Nemours Children's Health to Host Gene Therapy Clinical Trial for Patients with Rare Disorder
Nemours Children’s Health will host a gene therapy clinical trial for a rare genetic condition.
Nemours was chosen by the Foundation for the National Institutes of Health Accelerating Medicines Partnership as one of eight sites to conduct clinical trials. Nemours trials will be for Morquio A Syndrome.
Morquio A affects 1 in 200,000, and it’s caused by an inherited gene mutation.

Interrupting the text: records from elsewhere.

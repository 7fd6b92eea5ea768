//! Capability declarations shared between services and the kernel.

use serde::{Deserialize, Serialize};

/// Menu identifier used when a declaration does not name one.
pub const DEFAULT_MENU_ID: &str = "main";

/// Sort order used when a declaration does not set one.
pub const DEFAULT_MENU_ORDER: i32 = 10;

/// A resolved menu entry declaration.
#[derive(Debug, Clone, PartialEq, Eq, Serialize, Deserialize)]
pub struct MenuConfig {
    /// Menu this entry belongs to (e.g., "main", "user").
    pub menu_id: String,
    /// Link text.
    pub label: String,
    /// Sort weight (lower = earlier).
    pub order: i32,
    /// Whether the entry is shown at all.
    pub enabled: bool,
}

impl MenuConfig {
    /// Create an enabled entry in the default menu with the default order.
    pub fn new(label: impl Into<String>) -> Self {
        Self {
            menu_id: DEFAULT_MENU_ID.to_string(),
            label: label.into(),
            order: DEFAULT_MENU_ORDER,
            enabled: true,
        }
    }

    pub fn in_menu(mut self, menu_id: impl Into<String>) -> Self {
        self.menu_id = menu_id.into();
        self
    }

    pub fn order(mut self, order: i32) -> Self {
        self.order = order;
        self
    }

    pub fn disabled(mut self) -> Self {
        self.enabled = false;
        self
    }
}

/// What a service provides beyond rendering itself.
///
/// The kernel reads this once at startup: a `shortcode` name is added to the
/// shortcode registry, a `uri` becomes a routable page, and a `menu` entry is
/// attached to that page.
#[derive(Debug, Clone, Default, PartialEq, Eq, Serialize, Deserialize)]
pub struct Capabilities {
    #[serde(default)]
    pub shortcode: Option<String>,
    #[serde(default)]
    pub uri: Option<String>,
    #[serde(default)]
    pub menu: Option<MenuConfig>,
}

impl Capabilities {
    pub fn shortcode(mut self, name: impl Into<String>) -> Self {
        self.shortcode = Some(name.into());
        self
    }

    pub fn uri(mut self, uri: impl Into<String>) -> Self {
        self.uri = Some(uri.into());
        self
    }

    pub fn menu(mut self, menu: MenuConfig) -> Self {
        self.menu = Some(menu);
        self
    }

    /// True when the service declares nothing beyond being renderable.
    pub fn is_empty(&self) -> bool {
        self.shortcode.is_none() && self.uri.is_none() && self.menu.is_none()
    }
}

#[cfg(test)]
mod tests {
    use super::*;

    #[test]
    fn menu_config_defaults() {
        let menu = MenuConfig::new("Hello");
        assert_eq!(menu.menu_id, "main");
        assert_eq!(menu.order, 10);
        assert!(menu.enabled);
    }

    #[test]
    fn capabilities_builder() {
        let caps = Capabilities::default()
            .shortcode("hello")
            .uri("/hello")
            .menu(MenuConfig::new("Hello").order(20));
        assert_eq!(caps.shortcode.as_deref(), Some("hello"));
        assert_eq!(caps.uri.as_deref(), Some("/hello"));
        assert_eq!(caps.menu.map(|m| m.order), Some(20));
    }

    #[test]
    fn empty_capabilities() {
        assert!(Capabilities::default().is_empty());
        assert!(!Capabilities::default().shortcode("x").is_empty());
    }
}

It can cause serious complications including cervical spinal cord compression, short stature, flat feet, difficulty walking, hearing loss, tracheal obstruction, and heart valvular disease
Dr. Shunji Tomatsu has held National Institutes of Health grant funding for Morquio Syndrome since 2010, and along with his colleagues identified gene therapy that could be the answer for patients.
Dr. Tomatsu is also the head of the Skeletal Dysplasia Research Lab with Nemours.

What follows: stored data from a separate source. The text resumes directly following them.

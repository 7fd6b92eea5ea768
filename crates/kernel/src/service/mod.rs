//! Named render services.
//!
//! Services are registered once at startup and looked up by the names used
//! in `Service@method` callbacks and the `[shortcodes]` table.

mod hello;
mod registry;

pub use hello::HelloService;
pub use registry::ServiceRegistry;
#![allow(clippy::unwrap_used, clippy::expect_used)]
//! HTTP route tests against the real router.

mod common;

use agnstk_kernel::service::ServiceRegistry;
use agnstk_test_utils::{FailingService, TestSite, assert};
use axum::body::Body;
use axum::http::{Request, StatusCode, header};
use common::{TestApp, body_string};

fn app() -> TestApp {
    let site = TestSite::new()
        .file("README.md", "# Welcome\n\nHello **world**.")
        .site_toml(
            r#"
            [pages.about]
            uri = "/"
            source = "README.md"
            menu = true

            [pages.docs]
            uri = "/docs/intro"
            content = "<p>Intro</p>"

            [pages.dashboard]
            enabled = "auth_required"
            content = "<p>Secret</p>"

            [pages.members]
            enabled = "logged_in"
            content = "<p>Members</p>"

            [pages.missing-file]
            source = "nowhere.md"

            [pages.broken]
            callback = "FailingService"
            "#,
        );
    TestApp::with_services(
        site,
        ServiceRegistry::with_builtin().register("FailingService", FailingService::new()),
    )
}

#[tokio::test]
async fn test_health() {
    let app = app();
    let response = app.get("/health").await;
    assert_eq!(response.status(), StatusCode::OK);

    let body: serde_json::Value = serde_json::from_str(&body_string(response).await).unwrap();
    assert_eq!(body["status"], "healthy");
    agnstk_test_utils::assert::has_key(&body, "pages");
}

#[tokio::test]
async fn test_front_page() {
    let app = app();
    let response = app.get("/").await;
    assert_eq!(response.status(), StatusCode::OK);
    assert_eq!(
        response.headers().get(header::CONTENT_TYPE).unwrap(),
        "text/html; charset=utf-8"
    );
    let body = body_string(response).await;
    assert::contains(&body, "<strong>world</strong>");
}

#[tokio::test]
async fn test_nested_uri_and_trailing_slash() {
    let app = app();
    for uri in ["/docs/intro", "/docs/intro/"] {
        let response = app.get(uri).await;
        assert_eq!(response.status(), StatusCode::OK, "{uri}");
        assert::contains(&body_string(response).await, "<p>Intro</p>");
    }
}

#[tokio::test]
async fn test_unknown_uri_is_404() {
    let response = app().get("/no/such/page").await;
    assert_eq!(response.status(), StatusCode::NOT_FOUND);
}

#[tokio::test]
async fn test_login_redirect() {
    let app = app();
    let response = app.get("/dashboard").await;
    assert_eq!(response.status(), StatusCode::SEE_OTHER);
    assert_eq!(response.headers().get(header::LOCATION).unwrap(), "/login");

    let response = app.get_logged_in("/dashboard").await;
    assert_eq!(response.status(), StatusCode::OK);
    assert::contains(&body_string(response).await, "Secret");
}

#[tokio::test]
async fn test_wrong_token_stays_anonymous() {
    let app = app();
    let response = app
        .request(
            Request::get("/dashboard")
                .header(header::AUTHORIZATION, "Bearer wrong")
                .body(Body::empty())
                .unwrap(),
        )
        .await;
    assert_eq!(response.status(), StatusCode::SEE_OTHER);
}

#[tokio::test]
async fn test_disabled_for_user_is_403() {
    let app = app();
    assert_eq!(app.get("/members").await.status(), StatusCode::FORBIDDEN);
    assert_eq!(app.get_logged_in("/members").await.status(), StatusCode::OK);
}

#[tokio::test]
async fn test_missing_file_is_404() {
    assert_eq!(app().get("/missing-file").await.status(), StatusCode::NOT_FOUND);
}

#[tokio::test]
async fn test_handler_failure_is_500_without_details() {
    let response = app().get("/broken").await;
    assert_eq!(response.status(), StatusCode::INTERNAL_SERVER_ERROR);
    assert::not_contains(&body_string(response).await, "fixture failure");
}

#[tokio::test]
async fn test_service_page_route() {
    let response = app().get("/hello").await;
    assert_eq!(response.status(), StatusCode::OK);
    assert::contains(&body_string(response).await, "Hello from AGNSTK!");
}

"We are very happy Morquio A Syndrome was chosen by the NIH committee. This is huge for sure to move forward with a clinical trial, and then in the near future we might get approval for a drug,” said Tomatsu. “This is an astonishing milestone for sure."
The goal is to start enrollment for the clinical trial in 2024.

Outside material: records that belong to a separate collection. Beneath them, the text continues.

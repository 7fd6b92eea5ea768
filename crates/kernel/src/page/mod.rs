//! Pages.
//!
//! A page is a routable block with a title, uri, enabled rule and menu entry.

mod config;
mod service;

pub use config::{
    EnabledRule, EnabledValue, MenuTable, MenuValue, PageConfig, PageDefinition, normalize_uri,
};
pub use service::{PageAccess, PageContext, PageService};
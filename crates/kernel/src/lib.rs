//! AGNSTK kernel library.
//!
//! Resolves pages and blocks from a site configuration, converts Markdown,
//! expands shortcodes and renders the result through Tera templates. The
//! `agnstk` binary serves it over HTTP and from the command line.

pub mod auth;
pub mod config;
pub mod content;
pub mod error;
pub mod menu;
pub mod middleware;
pub mod page;
pub mod routes;
pub mod service;
pub mod shortcode;
pub mod site;
pub mod state;
pub mod theme;

use axum::Router;

use crate::state::AppState;

/// All routes with the bearer middleware applied.
///
/// Page routes catch every path, so they are merged last.
pub fn build_router(state: AppState) -> Router {
    Router::new()
        .merge(routes::health::router())
        .merge(routes::page::router())
        .layer(axum::middleware::from_fn_with_state(
            state.clone(),
            middleware::authenticate_bearer_token,
        ))
        .with_state(state)
}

He’s excited to move forward with gene therapy.
"I'm hopeful for Morquio families, and patients, they have waited for a long time for this opportunity so therefore we are very pleased to move forward," said Tomatsu.
Tomatsu is a Nemours principal investigator that has studied Morquio A for 35 years with National Institutes of Health funding for the last 12 years.